The AeroForm tissue expander (AirXpander, Inc., San Jose, CA) was approved by the FDA in 2016 and introduced a new paradigm to 2-staged implant-based breast reconstruction. The device offers many advantages when compared with saline expanders, including a patient-controlled, needle-free expansion experience that is often associated with a shorter expansion time.7 The AeroForm AirXpander System is filled with carbon dioxide using a remote control that activates a stainless-steel canister containing compressed carbon dioxide.8 This allows the expansion process to be performed at home by the patient. The patient can self-expand up to 3 times a day, with each expansion adding 10 mL of volume. This gradual expansion process has proven to have several advantages over traditional saline expansion: less painful expansions, no need for transcutaneous port access, lower infection risk, and shorter time to completion of entire expansion process with fewer visits to the surgeon’s office.9,10 Lower risk of infection is of particular clinical benefit as infection is the most common condition requiring tissue expander explantation, and these infections most often occur during the expansion phase.11,12
In addition, the AirXpander contains an electromagnet that makes it incompatible with magnetic resonance imaging (MRI). To date, there are no published reports discussing the outcomes of patients with AirXpanders in place who were exposed to an MRI magnetic field. We present a case of a patient with bilateral AirXpanders who underwent a diagnostic MRI and suffered accidental, uncontrolled expansion that required procedural intervention.
CASE REPORT
A 68-year-old female was referred to our office with a history of right-sided breast cancer treated with right skin-sparing and left nipple-sparing mastectomies with immediate implant-based reconstruction performed in the Dominican Republic 25 years prior to presentation. She was unsatisfied with her reconstruction and suffered from significant aesthetic deformity and breast pain for which she presented to our office in December 2017.

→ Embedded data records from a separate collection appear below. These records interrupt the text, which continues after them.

//! Field checks shared by the request payloads of every entity.

use crate::errors::AppError;

/// Trims `value` and rejects it when blank.
pub fn required(field: &str, value: &str) -> Result<String, AppError> {
    let trimmed = value.trim();
    if trimmed.is_empty() {
        return Err(AppError::Validation(format!("{field} is required")));
    }
    Ok(trimmed.to_string())
}

/// Trims an optional value; blank becomes `None`.
pub fn optional(value: Option<String>) -> Option<String> {
    value
        .map(|v| v.trim().to_string())
        .filter(|v| !v.is_empty())
}

/// Parses a closed set of stored values, naming the accepted ones on failure.
pub fn one_of<T: Copy>(field: &str, value: &str, choices: &[(&str, T)]) -> Result<T, AppError> {
    choices
        .iter()
        .find(|(name, _)| *name == value)
        .map(|(_, choice)| *choice)
        .ok_or_else(|| {
            let names: Vec<&str> = choices.iter().map(|(name, _)| *name).collect();
            AppError::Validation(format!(
                "{field} must be one of: {} (got '{value}')",
                names.join(", ")
            ))
        })
}

#[cfg(test)]
mod tests {
    use super::*;

    #[test]
    fn test_required_trims_and_rejects_blank() {
        assert_eq!(required("title", "  Engineer ").unwrap(), "Engineer");
        match required("title", "   ") {
            Err(AppError::Validation(msg)) => assert_eq!(msg, "title is required"),
            other => panic!("expected validation error, got {other:?}"),
        }
    }

    #[test]
    fn test_optional_drops_blank() {
        assert_eq!(optional(Some("  ".to_string())), None);
        assert_eq!(optional(Some(" x ".to_string())), Some("x".to_string()));
        assert_eq!(optional(None), None);
    }

    #[test]
    fn test_one_of_lists_choices() {
        let choices = [("open", 1), ("closed", 2)];
        assert_eq!(one_of("status", "closed", &choices).unwrap(), 2);
        match one_of("status", "archived", &choices) {
            Err(AppError::Validation(msg)) => {
                assert!(msg.contains("open, closed"));
                assert!(msg.contains("archived"));
            }
            other => panic!("expected validation error, got {other:?}"),
        }
    }
}
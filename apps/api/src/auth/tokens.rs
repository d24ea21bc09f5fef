use jsonwebtoken::{decode, Algorithm, DecodingKey, Validation};
use serde::{Deserialize, Serialize};
use uuid::Uuid;

use crate::errors::AppError;

/// Claims carried by a session token from the authentication provider.
#[derive(Debug, Clone, Serialize, Deserialize)]
pub struct Claims {
    /// The principal.
    pub sub: Uuid,
    #[serde(default)]
    pub email: Option<String>,
    pub exp: usize,
    /// Identifies the sign-in, so it can be revoked on sign-out.
    #[serde(default)]
    pub session_id: Option<Uuid>,
}

/// Validates HS256 session tokens signed with the provider's shared secret.
pub struct TokenVerifier {
    key: DecodingKey,
    validation: Validation,
}

impl TokenVerifier {
    pub fn new(secret: &str) -> Self {
        let mut validation = Validation::new(Algorithm::HS256);
        // Provider tokens carry an audience we do not pin.
        validation.validate_aud = false;
        Self {
            key: DecodingKey::from_secret(secret.as_bytes()),
            validation,
        }
    }

    pub fn verify(&self, token: &str) -> Result<Claims, AppError> {
        decode::<Claims>(token, &self.key, &self.validation)
            .map(|data| data.claims)
            .map_err(|e| {
                tracing::debug!("rejected session token: {e}");
                AppError::Unauthenticated
            })
    }
}

/// Extracts the token from an `Authorization: Bearer <token>` header value.
pub fn bearer_token(header: &str) -> Option<&str> {
    header
        .strip_prefix("Bearer ")
        .map(str::trim)
        .filter(|t| !t.is_empty())
}


#[cfg(test)]
mod tests {
    use super::testing::{sign, SECRET};
    use super::*;

    #[test]
    fn test_verify_accepts_provider_token() {
        let principal = Uuid::new_v4();
        let session_id = Uuid::new_v4();
        let token = sign(principal, Some(session_id), 30, SECRET);

        let claims = TokenVerifier::new(SECRET).verify(&token).unwrap();
        assert_eq!(claims.sub, principal);
        assert_eq!(claims.session_id, Some(session_id));
        assert_eq!(claims.email.as_deref(), Some("someone@example.com"));
    }

    #[test]
    fn test_verify_rejects_expired_token() {
        let token = sign(Uuid::new_v4(), None, -30, SECRET);
        assert!(matches!(
            TokenVerifier::new(SECRET).verify(&token),
            Err(AppError::Unauthenticated)
        ));
    }

    #[test]
    fn test_verify_rejects_foreign_signature() {
        let token = sign(Uuid::new_v4(), None, 30, "some-other-secret-entirely");
        assert!(TokenVerifier::new(SECRET).verify(&token).is_err());
    }

    #[test]
    fn test_verify_rejects_garbage() {
        assert!(TokenVerifier::new(SECRET).verify("not.a.token").is_err());
    }

    #[test]
    fn test_bearer_token_parsing() {
        assert_eq!(bearer_token("Bearer abc.def"), Some("abc.def"));
        assert_eq!(bearer_token("Bearer "), None);
        assert_eq!(bearer_token("Basic abc"), None);
    }
}
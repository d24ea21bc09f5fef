//! AI functions: each builds one prompt, makes one model call, validates the
//! JSON reply and only then stores anything.

pub mod assistant;
pub mod candidate;
pub mod career;
pub mod compare;
pub mod extract;
pub mod handlers;
pub mod insights;
pub mod prompts;
pub mod schema;
pub mod screening;
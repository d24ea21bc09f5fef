use serde::Serialize;
use serde_json::json;
use uuid::Uuid;

use super::prompts::{CAREER_PERSONA, CAREER_PROMPT_TEMPLATE};
use super::schema::CareerReply;
use crate::career::{NewCareerProfile, NewLearningRecommendation, UNNAMED_COURSE};
use crate::errors::AppError;
use crate::llm_client::{complete_json, prompts::json_system, ChatModel};
use crate::models::career::EmployeeResumeRow;
use crate::models::people::PerformanceReviewRow;

/// Reviews passed to the model as performance history.
pub const PERFORMANCE_HISTORY: i64 = 5;

#[derive(Debug, Serialize)]
pub struct CareerResponse {
    pub profile: EmployeeResumeRow,
    pub analysis: CareerReply,
}

fn performance_json(reviews: &[PerformanceReviewRow]) -> String {
    let history: Vec<_> = reviews
        .iter()
        .map(|r| {
            json!({
                "period": r.review_period,
                "rating": r.rating,
                "strengths": r.strengths,
                "areasForImprovement": r.areas_for_improvement,
                "goals": r.goals,
            })
        })
        .collect();
    serde_json::Value::Array(history).to_string()
}

pub async fn analyze(
    model: &dyn ChatModel,
    position: &str,
    resume_text: &str,
    reviews: &[PerformanceReviewRow],
) -> Result<CareerReply, AppError> {
    let system = json_system(CAREER_PERSONA);
    let prompt = CAREER_PROMPT_TEMPLATE
        .replace("{position}", position)
        .replace("{performance_json}", &performance_json(reviews))
        .replace("{resume_text}", resume_text);

    let reply: CareerReply = complete_json(model, &system, &prompt).await?;
    reply.validate()?;
    Ok(reply)
}

/// The rows a validated analysis turns into: the profile plus one learning
/// recommendation per roadmap item.
pub fn profile_from_reply(
    reply: &CareerReply,
    employee_id: Uuid,
    resume_url: String,
    resume_text: String,
) -> Result<NewCareerProfile, AppError> {
    let promotion_probability = reply.validate()?;
    let career_path = serde_json::to_value(&reply.career_path).map_err(anyhow::Error::from)?;
    let learning_roadmap =
        serde_json::to_value(&reply.learning_roadmap).map_err(anyhow::Error::from)?;

    let recommendations = reply
        .learning_roadmap
        .iter()
        .map(|item| NewLearningRecommendation {
            skill: item.skill.clone(),
            course_name: item
                .resources
                .first()
                .filter(|r| !r.trim().is_empty())
                .cloned()
                .unwrap_or_else(|| UNNAMED_COURSE.to_string()),
            priority: item.priority.clone(),
        })
        .collect();

    Ok(NewCareerProfile {
        employee_id,
        resume_url,
        resume_text,
        skill_gaps: reply.skill_gaps.clone(),
        career_path,
        learning_roadmap,
        promotion_probability,
        attrition_risk: reply.attrition_risk.clone(),
        recommendations,
    })
}

#[cfg(test)]
mod tests {
    use chrono::Utc;

    use super::*;
    use crate::llm_client::testing::CannedModel;

    const REPLY: &str = r#"{
        "skillGaps": ["Leadership", "System design"],
        "careerPath": {"current": "Engineer", "next": ["Senior Engineer"], "timeline": "1-2 years"},
        "learningRoadmap": [
            {"skill": "Leadership", "resources": ["Leading Teams 101", "Mentoring"], "priority": "high"},
            {"skill": "System design", "resources": [], "priority": "medium"}
        ],
        "promotionProbability": 64,
        "attritionRisk": "medium"
    }"#;

    fn review(rating: i32) -> PerformanceReviewRow {
        PerformanceReviewRow {
            id: Uuid::new_v4(),
            employee_id: Uuid::new_v4(),
            reviewer_id: None,
            review_period: "2024-H1".to_string(),
            rating,
            strengths: Some("Delivery".to_string()),
            areas_for_improvement: None,
            goals: Some("Lead a project".to_string()),
            comments: None,
            created_at: Utc::now(),
            updated_at: Utc::now(),
        }
    }

    #[tokio::test]
    async fn test_prompt_carries_position_resume_and_reviews() {
        let model = CannedModel::replying(REPLY);
        analyze(&model, "Engineer", "Built billing pipelines", &[review(4)])
            .await
            .unwrap();

        let seen = model.seen.lock().unwrap();
        let prompt = &seen[0][1].content;
        assert!(prompt.contains("Current Position: Engineer"));
        assert!(prompt.contains("Built billing pipelines"));
        assert!(prompt.contains("\"rating\":4"));
        assert!(prompt.contains("2024-H1"));
    }

    #[tokio::test]
    async fn test_unknown_attrition_level_is_malformed() {
        let model = CannedModel::replying(&REPLY.replace("\"medium\"\n", "\"extreme\"\n"));
        assert!(matches!(
            analyze(&model, "Engineer", "cv", &[]).await,
            Err(AppError::AiMalformedReply(_))
        ));
    }

    #[tokio::test]
    async fn test_gateway_failure_is_upstream() {
        let model = CannedModel::failing(429);
        assert!(matches!(
            analyze(&model, "Engineer", "cv", &[]).await,
            Err(AppError::AiUpstream(_))
        ));
        assert_eq!(model.calls(), 1);
    }

    #[test]
    fn test_profile_has_one_recommendation_per_roadmap_item() {
        let reply: CareerReply = serde_json::from_str(REPLY).unwrap();
        let employee = Uuid::new_v4();
        let profile = profile_from_reply(
            &reply,
            employee,
            "https://files/cv.pdf".to_string(),
            "cv".to_string(),
        )
        .unwrap();

        assert_eq!(profile.employee_id, employee);
        assert_eq!(profile.promotion_probability, 64);
        assert_eq!(profile.career_path["next"][0], "Senior Engineer");
        assert_eq!(profile.recommendations.len(), 2);
        assert_eq!(profile.recommendations[0].course_name, "Leading Teams 101");
        assert_eq!(profile.recommendations[1].course_name, UNNAMED_COURSE);
        assert_eq!(profile.recommendations[1].priority, "medium");
    }

    #[test]
    fn test_fractional_promotion_probability_is_rounded() {
        let fractional = REPLY.replace("\"promotionProbability\": 64", "\"promotionProbability\": 63.7");
        let reply: CareerReply = serde_json::from_str(&fractional).unwrap();
        let profile =
            profile_from_reply(&reply, Uuid::new_v4(), "u".to_string(), "cv".to_string()).unwrap();
        assert_eq!(profile.promotion_probability, 64);
    }

    #[test]
    fn test_empty_history_is_an_empty_array() {
        assert_eq!(performance_json(&[]), "[]");
    }
}
pub mod health;

use axum::{
    extract::DefaultBodyLimit,
    routing::{get, patch, post},
    Router,
};

use crate::analysis::{extract::MAX_UPLOAD_BYTES, handlers as analysis};
use crate::announcements::handlers as announcements;
use crate::auth::handlers as auth;
use crate::career::handlers as career;
use crate::dashboard::handlers as dashboard;
use crate::employees::handlers as employees;
use crate::leave::handlers as leave;
use crate::recruitment::handlers as recruitment;
use crate::state::AppState;
use crate::workforce::handlers as workforce;

/// Room for the text fields sent next to an uploaded file.
const FORM_FIELDS_ALLOWANCE: usize = 64 * 1024;

fn upload_limit() -> DefaultBodyLimit {
    DefaultBodyLimit::max(MAX_UPLOAD_BYTES + FORM_FIELDS_ALLOWANCE)
}

pub fn build_router(state: AppState) -> Router {
    Router::new()
        .route("/health", get(health::health_handler))
        // Session and route guard
        .route("/api/v1/session", get(auth::handle_get_session))
        .route("/api/v1/session/sign-out", post(auth::handle_sign_out))
        .route("/api/v1/navigation", get(auth::handle_navigation))
        .route(
            "/api/v1/routes/:route/access",
            get(auth::handle_route_access),
        )
        .route("/api/v1/dashboard", get(dashboard::handle_dashboard))
        // People
        .route(
            "/api/v1/employees",
            get(employees::handle_list_employees).post(employees::handle_create_employee),
        )
        .route("/api/v1/employees/me", get(employees::handle_get_own_record))
        .route(
            "/api/v1/employees/:id",
            get(employees::handle_get_employee).patch(employees::handle_update_employee),
        )
        .route(
            "/api/v1/leave-requests",
            get(leave::handle_list_leave_requests).post(leave::handle_submit_leave_request),
        )
        .route(
            "/api/v1/leave-requests/:id/decision",
            post(leave::handle_decide_leave_request),
        )
        .route(
            "/api/v1/attendance",
            get(workforce::handle_list_attendance).post(workforce::handle_record_attendance),
        )
        .route(
            "/api/v1/performance-reviews",
            get(workforce::handle_list_reviews).post(workforce::handle_write_review),
        )
        .route(
            "/api/v1/announcements",
            get(announcements::handle_list_announcements)
                .post(announcements::handle_post_announcement),
        )
        // Recruitment
        .route(
            "/api/v1/job-postings",
            get(recruitment::handle_list_job_postings).post(recruitment::handle_create_job_posting),
        )
        .route(
            "/api/v1/job-postings/:id/status",
            patch(recruitment::handle_set_job_posting_status),
        )
        .route(
            "/api/v1/interviews",
            get(recruitment::handle_list_interviews).post(recruitment::handle_schedule_interview),
        )
        .route(
            "/api/v1/interviews/:id/status",
            patch(recruitment::handle_set_interview_status),
        )
        .route("/api/v1/candidates", get(recruitment::handle_list_candidates))
        .route(
            "/api/v1/resume-screenings",
            get(recruitment::handle_list_resume_screenings),
        )
        // Career development
        .route("/api/v1/career", get(career::handle_career_overview))
        .route("/api/v1/internal-jobs", get(career::handle_internal_jobs))
        // AI functions
        .route(
            "/api/v1/analysis/resume-screening",
            post(analysis::handle_screen_resume),
        )
        .route(
            "/api/v1/analysis/candidate-resume",
            post(analysis::handle_analyze_candidate).layer(upload_limit()),
        )
        .route(
            "/api/v1/analysis/career",
            post(analysis::handle_analyze_career).layer(upload_limit()),
        )
        .route(
            "/api/v1/analysis/compare-candidates",
            post(analysis::handle_compare_candidates),
        )
        .route(
            "/api/v1/analysis/recruitment-insights",
            get(analysis::handle_recruitment_insights),
        )
        .route("/api/v1/assistant", get(analysis::handle_assistant_persona))
        .route("/api/v1/assistant/chat", post(analysis::handle_chat))
        .with_state(state)
}
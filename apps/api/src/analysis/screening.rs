use serde::{Deserialize, Serialize};
use sqlx::PgPool;
use tracing::info;
use uuid::Uuid;

use super::prompts::{SCREENING_PERSONA, SCREENING_PROMPT_TEMPLATE};
use super::schema::ScreeningReply;
use crate::errors::AppError;
use crate::llm_client::{complete_json, prompts::json_system, ChatModel};
use crate::models::recruitment::ResumeScreeningRow;
use crate::validation::{optional, required};

/// Stored as the resume location of text-only screenings.
pub const TEXT_RESUME_URL: &str = "text-based";

#[derive(Debug, Deserialize)]
#[serde(rename_all = "camelCase")]
pub struct ScreeningRequest {
    #[serde(default)]
    pub resume_text: String,
    #[serde(default)]
    pub position: String,
    #[serde(default)]
    pub candidate_name: String,
    #[serde(default)]
    pub candidate_email: String,
    pub candidate_phone: Option<String>,
}

#[derive(Debug, Clone, PartialEq)]
pub struct Screening {
    pub resume_text: String,
    pub position: String,
    pub candidate_name: String,
    pub candidate_email: String,
    pub candidate_phone: Option<String>,
}

impl ScreeningRequest {
    pub fn validate(self) -> Result<Screening, AppError> {
        Ok(Screening {
            resume_text: required("resumeText", &self.resume_text)?,
            position: required("position", &self.position)?,
            candidate_name: required("candidateName", &self.candidate_name)?,
            candidate_email: required("candidateEmail", &self.candidate_email)?,
            candidate_phone: optional(self.candidate_phone),
        })
    }
}

#[derive(Debug, Serialize)]
pub struct ScreeningResponse {
    pub screening: ResumeScreeningRow,
    pub analysis: ScreeningReply,
}

/// Asks the model for a screening and returns it with its validated score.
pub async fn analyze(
    model: &dyn ChatModel,
    screening: &Screening,
) -> Result<(ScreeningReply, i32), AppError> {
    let system = json_system(&SCREENING_PERSONA.replace("{position}", &screening.position));
    let prompt = SCREENING_PROMPT_TEMPLATE.replace("{resume_text}", &screening.resume_text);

    let reply: ScreeningReply = complete_json(model, &system, &prompt).await?;
    let score = reply.validate()?;
    Ok((reply, score))
}

pub async fn record(
    pool: &PgPool,
    screening: &Screening,
    reply: &ScreeningReply,
    score: i32,
    screened_by: Uuid,
) -> Result<ResumeScreeningRow, AppError> {
    let analysis = serde_json::to_string(reply).map_err(anyhow::Error::from)?;

    let row = sqlx::query_as::<_, ResumeScreeningRow>(
        r#"
        INSERT INTO resume_screenings
            (candidate_name, email, phone, position_applied, resume_url,
             ai_score, ai_analysis, status, screened_by)
        VALUES ($1, $2, $3, $4, $5, $6, $7, 'pending', $8)
        RETURNING *
        "#,
    )
    .bind(&screening.candidate_name)
    .bind(&screening.candidate_email)
    .bind(&screening.candidate_phone)
    .bind(&screening.position)
    .bind(TEXT_RESUME_URL)
    .bind(score)
    .bind(analysis)
    .bind(screened_by)
    .fetch_one(pool)
    .await?;

    info!(
        "Screened {} for {} (score {score})",
        row.candidate_name, row.position_applied
    );
    Ok(row)
}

Her examination was notable for bilateral Baker Grade III capsular contracture with significant animation deformity and retraction of the pectoralis major muscle into the axilla. She was also noted to have significant bilateral discrepancies in the height of her inferior mammary fold and breast projection. Following extensive counseling, she elected to undergo revision of her reconstruction with tissue expander placement. Due to insurance issues, her surgery was not performed until February 2019 at which time she underwent bilateral capsulectomies, re-attachment of the pectoralis major muscles, and placement of pre-pectoral small size AeroForm tissue expanders with final fill capacity volume being 400 mL. An acellular dermal matrix was utilized for soft tissue reinforcement.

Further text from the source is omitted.